┌────────

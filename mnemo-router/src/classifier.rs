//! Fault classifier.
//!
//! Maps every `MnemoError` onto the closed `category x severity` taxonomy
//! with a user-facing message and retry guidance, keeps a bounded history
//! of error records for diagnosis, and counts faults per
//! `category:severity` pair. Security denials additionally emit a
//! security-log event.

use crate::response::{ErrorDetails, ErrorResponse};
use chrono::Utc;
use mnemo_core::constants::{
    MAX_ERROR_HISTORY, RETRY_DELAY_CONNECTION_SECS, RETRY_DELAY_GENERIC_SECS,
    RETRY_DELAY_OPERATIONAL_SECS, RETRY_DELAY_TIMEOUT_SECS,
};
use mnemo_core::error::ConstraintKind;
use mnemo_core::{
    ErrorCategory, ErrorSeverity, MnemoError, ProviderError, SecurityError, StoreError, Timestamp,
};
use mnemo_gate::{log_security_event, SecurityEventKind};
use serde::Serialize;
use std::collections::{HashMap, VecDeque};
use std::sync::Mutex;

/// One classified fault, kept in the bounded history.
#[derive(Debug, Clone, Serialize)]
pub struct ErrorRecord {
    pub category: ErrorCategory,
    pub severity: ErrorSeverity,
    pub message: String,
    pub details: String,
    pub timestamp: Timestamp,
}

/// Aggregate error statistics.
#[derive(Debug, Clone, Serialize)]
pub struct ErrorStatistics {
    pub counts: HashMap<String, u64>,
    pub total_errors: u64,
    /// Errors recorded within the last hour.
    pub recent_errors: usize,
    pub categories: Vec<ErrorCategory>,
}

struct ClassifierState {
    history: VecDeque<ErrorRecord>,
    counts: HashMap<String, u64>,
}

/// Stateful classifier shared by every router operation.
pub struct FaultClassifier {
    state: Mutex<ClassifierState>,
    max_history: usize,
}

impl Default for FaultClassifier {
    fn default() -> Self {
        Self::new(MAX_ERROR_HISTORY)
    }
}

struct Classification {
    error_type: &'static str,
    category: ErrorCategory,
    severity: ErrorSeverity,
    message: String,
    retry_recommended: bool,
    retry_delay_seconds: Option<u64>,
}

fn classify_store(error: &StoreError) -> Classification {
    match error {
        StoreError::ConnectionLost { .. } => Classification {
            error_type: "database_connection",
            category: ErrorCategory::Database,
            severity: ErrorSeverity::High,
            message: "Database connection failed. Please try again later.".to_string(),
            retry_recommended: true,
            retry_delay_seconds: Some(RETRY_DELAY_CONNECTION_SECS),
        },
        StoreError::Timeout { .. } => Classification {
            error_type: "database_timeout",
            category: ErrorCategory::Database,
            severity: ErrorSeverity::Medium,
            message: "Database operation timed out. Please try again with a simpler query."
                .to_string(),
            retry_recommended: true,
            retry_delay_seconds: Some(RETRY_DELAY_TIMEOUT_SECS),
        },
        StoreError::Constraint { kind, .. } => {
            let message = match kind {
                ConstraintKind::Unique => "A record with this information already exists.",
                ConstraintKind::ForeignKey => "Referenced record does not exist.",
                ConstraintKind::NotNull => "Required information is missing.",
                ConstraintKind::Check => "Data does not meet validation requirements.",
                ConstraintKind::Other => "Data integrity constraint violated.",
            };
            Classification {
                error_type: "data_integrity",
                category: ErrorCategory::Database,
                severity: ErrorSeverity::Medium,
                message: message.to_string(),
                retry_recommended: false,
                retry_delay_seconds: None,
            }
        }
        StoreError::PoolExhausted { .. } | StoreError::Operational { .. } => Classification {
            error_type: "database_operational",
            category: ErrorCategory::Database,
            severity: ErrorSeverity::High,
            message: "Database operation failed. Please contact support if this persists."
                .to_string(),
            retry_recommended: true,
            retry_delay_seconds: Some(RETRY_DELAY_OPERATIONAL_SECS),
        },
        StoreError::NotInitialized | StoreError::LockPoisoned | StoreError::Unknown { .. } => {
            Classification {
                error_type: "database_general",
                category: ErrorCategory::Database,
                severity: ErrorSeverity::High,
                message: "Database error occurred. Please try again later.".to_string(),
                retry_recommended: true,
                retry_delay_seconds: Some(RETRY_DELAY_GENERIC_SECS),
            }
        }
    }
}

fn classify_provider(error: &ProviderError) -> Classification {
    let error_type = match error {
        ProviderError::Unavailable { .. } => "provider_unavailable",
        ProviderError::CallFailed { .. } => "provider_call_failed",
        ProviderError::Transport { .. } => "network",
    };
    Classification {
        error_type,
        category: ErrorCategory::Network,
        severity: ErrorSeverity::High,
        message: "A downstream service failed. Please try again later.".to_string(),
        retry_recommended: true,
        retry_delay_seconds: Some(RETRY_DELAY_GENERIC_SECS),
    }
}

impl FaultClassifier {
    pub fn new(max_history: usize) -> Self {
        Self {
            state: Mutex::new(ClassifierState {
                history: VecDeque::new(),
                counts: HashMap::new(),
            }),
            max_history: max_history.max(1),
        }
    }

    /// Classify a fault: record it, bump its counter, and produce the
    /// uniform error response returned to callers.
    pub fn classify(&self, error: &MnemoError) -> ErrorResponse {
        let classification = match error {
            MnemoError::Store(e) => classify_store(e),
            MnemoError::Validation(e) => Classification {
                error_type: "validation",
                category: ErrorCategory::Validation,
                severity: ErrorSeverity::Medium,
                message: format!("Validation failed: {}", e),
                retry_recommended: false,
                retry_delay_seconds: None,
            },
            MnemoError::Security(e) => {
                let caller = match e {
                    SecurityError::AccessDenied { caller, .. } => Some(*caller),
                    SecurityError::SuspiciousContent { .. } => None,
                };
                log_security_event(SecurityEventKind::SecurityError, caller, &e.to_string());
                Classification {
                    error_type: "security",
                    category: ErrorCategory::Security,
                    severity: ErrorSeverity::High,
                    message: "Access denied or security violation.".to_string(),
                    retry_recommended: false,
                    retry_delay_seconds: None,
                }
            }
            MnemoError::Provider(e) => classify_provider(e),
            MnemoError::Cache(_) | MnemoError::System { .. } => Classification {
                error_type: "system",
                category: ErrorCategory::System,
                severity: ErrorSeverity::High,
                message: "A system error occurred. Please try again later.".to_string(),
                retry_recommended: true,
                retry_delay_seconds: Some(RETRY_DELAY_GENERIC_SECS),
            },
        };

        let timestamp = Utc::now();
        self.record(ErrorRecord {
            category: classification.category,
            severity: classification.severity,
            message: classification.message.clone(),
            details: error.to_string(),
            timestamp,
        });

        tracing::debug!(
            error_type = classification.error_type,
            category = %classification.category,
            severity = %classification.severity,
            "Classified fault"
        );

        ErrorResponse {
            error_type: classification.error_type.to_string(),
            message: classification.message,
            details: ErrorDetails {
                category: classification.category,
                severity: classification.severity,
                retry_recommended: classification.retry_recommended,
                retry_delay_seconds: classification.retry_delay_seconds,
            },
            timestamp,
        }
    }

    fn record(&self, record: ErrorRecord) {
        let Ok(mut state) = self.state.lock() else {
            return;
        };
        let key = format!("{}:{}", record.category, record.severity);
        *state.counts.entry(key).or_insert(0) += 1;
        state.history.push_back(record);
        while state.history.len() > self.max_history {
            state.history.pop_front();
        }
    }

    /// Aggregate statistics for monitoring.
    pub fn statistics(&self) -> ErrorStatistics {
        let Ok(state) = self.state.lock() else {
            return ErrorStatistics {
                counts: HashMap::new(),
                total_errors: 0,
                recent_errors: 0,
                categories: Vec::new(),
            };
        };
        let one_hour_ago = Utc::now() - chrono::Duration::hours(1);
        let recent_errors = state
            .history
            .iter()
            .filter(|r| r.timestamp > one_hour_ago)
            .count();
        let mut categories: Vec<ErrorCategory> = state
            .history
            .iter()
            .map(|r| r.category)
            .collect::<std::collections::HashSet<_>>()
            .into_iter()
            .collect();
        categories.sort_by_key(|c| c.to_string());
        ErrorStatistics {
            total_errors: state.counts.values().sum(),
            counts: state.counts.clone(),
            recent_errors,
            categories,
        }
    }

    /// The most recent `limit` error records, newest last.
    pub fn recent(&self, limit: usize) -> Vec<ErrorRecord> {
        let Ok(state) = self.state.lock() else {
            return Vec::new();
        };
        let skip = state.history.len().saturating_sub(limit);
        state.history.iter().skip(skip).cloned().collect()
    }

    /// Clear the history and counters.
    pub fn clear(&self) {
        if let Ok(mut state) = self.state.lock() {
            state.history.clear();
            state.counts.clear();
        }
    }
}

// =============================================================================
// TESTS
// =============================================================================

└────────

TASK DETAILS
Taking the listing above as a whole, count the lines that include the word "limit" and report the figure only.

TASK RESPONSE
3